Being bright and sensitive is a path of loneliness and high risk. Japanese mathematical genius, Yutaka Taniyama (1927-1958) had achieved world renown in his twenties. He suddenly took his own life one morning without any apparent reason. He said he did not see how he could face the future anymore. He left a note for his fiancée pleading with her to forgive him for any “embarrassment” he might have caused her.
Poets, in particular, are highly vulnerable. American poet Sylvia Plath (1932-1963) who was married to the British Poet Laureate Ted Hughes, took that easy road to oblivion. Fresh from Harvard, South African writer Ndazana Nat Nakasa, plunged from a seven-storey building to his death in Harlem, New York in 1965. His Afrikaans compatriot, Ingrid Jonker (1933-1965), who was a lover to the novelist André Brink, also took her own life in 1965. A young woman of striking beauty and grace, she wrote a final poem for her mother: “My mother, dying, was as sunny as a ladybird, so full of secrets, so surprising, so tender.”
The recent case of Emeka has given me sleepless nights.

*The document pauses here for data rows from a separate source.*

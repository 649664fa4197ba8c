//! Power-up scan for `auto0.g`, `auto1.g`, ... in the volume root.

use core::fmt::Write as _;

use crate::{
    config::{ShortName, AUTOSTART_PREFIX, AUTOSTART_SUFFIX},
    driver::CardDriver,
    traverse::{self, Target},
};

#[derive(Clone, Copy, Debug, PartialEq, Eq)]
pub struct Autostart {
    /// Next file number to look for; `None` once a number was missing.
    index: Option<u16>,
    pending: bool,
    due_ms: u64,
}

impl Autostart {
    pub fn new(boot_ms: u64, delay_ms: u64) -> Self {
        Self {
            index: Some(0),
            pending: true,
            due_ms: boot_ms.saturating_add(delay_ms),
        }
    }

    pub fn index(&self) -> Option<u16> {
        self.index
    }

    pub fn is_pending(&self) -> bool {
        self.pending
    }

    /// `true` when a scan should run now. Consumes the pending power-up scan.
    pub fn take_due(&mut self, force: bool, now_ms: u64) -> bool {
        if !force && !(self.pending && now_ms >= self.due_ms) {
            return false;
        }
        self.pending = false;
        true
    }

    /// Records the scan result and advances to the next number.
    pub fn record(&mut self, found: bool) {
        self.index = match (found, self.index) {
            (true, Some(index)) => Some(index.saturating_add(1)),
            _ => None,
        };
    }
}

pub fn file_name(index: u16) -> ShortName {
    let mut name = ShortName::new();
    let _ = write!(name, "{}{}{}", AUTOSTART_PREFIX, index, AUTOSTART_SUFFIX);
    name
}

/// Name of the runnable `auto<index>.g` in `root`, if present.
pub fn scan<D: CardDriver>(driver: &mut D, root: &D::Dir, index: u16) -> Option<ShortName> {
    let wanted = file_name(index);
    let found = traverse::find(driver, root, Target::Name(&wanted))?;
    if found.entry.is_dir {
        return None;
    }
    log::info!(
        "sdcard: autostart found index={} name={}",
        index,
        found.entry.short_name
    );
    Some(wanted)
}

For one thing, I believe the authorities could have done better. He should have been prevailed upon to see professional psychotherapists. And his parents or close relations should have been brought into the matter. He should never have been left alone to fend for himself.
The suicide epidemic in our country has been worsened by the fact that the traditional moorings of kinship and family that held us together as a people are being eroded by the day. Young people in particular feel increasingly lost. We must offer them hope. We must give them love and succour, otherwise we shall all be the worse for it.
To those of our youths that have become dispirited with life, I urge you never to give up. Once there is life there will always be hope. Prayer helps. So does faith. Live a life of purpose. One of the books that changed my life when I despaired as a young man is, Man’s Search for Meaning (Beacon, 1959), by the German-Jewish neuropsychiatrist Victor Frankl. He lost his entire family during the Nazi holocaust in Germany. He himself spent years in a concentration camp. Every day he watched his inmates die, some by suicide and others by sheer despair. He reveals that what saved him was a vision of the great scientific works he wanted to accomplish in the future.
To everyone there comes, sooner or later, the great renunciation, says the philosopher. If endured, suffering can be redemptive. Russian novelist Fyodor Dostoevsky once said, “There is only one thing I dread: not to be worthy of my sufferings”. Everyone has a destiny and a purpose to fulfil upon this earth. No-one can take your place.
Young man, young woman, you are precious in the sight of the Almighty. The world will be the poorer for you not being here. In the wise words of Frankl, “Everyone has his own specific vocation or mission in life; everyone must carry out a concrete assignment that demands fulfilment. Therein he cannot be replaced, nor can his life be repeated. Thus, everyone’s task is unique as is his specific opportunity to implement it.”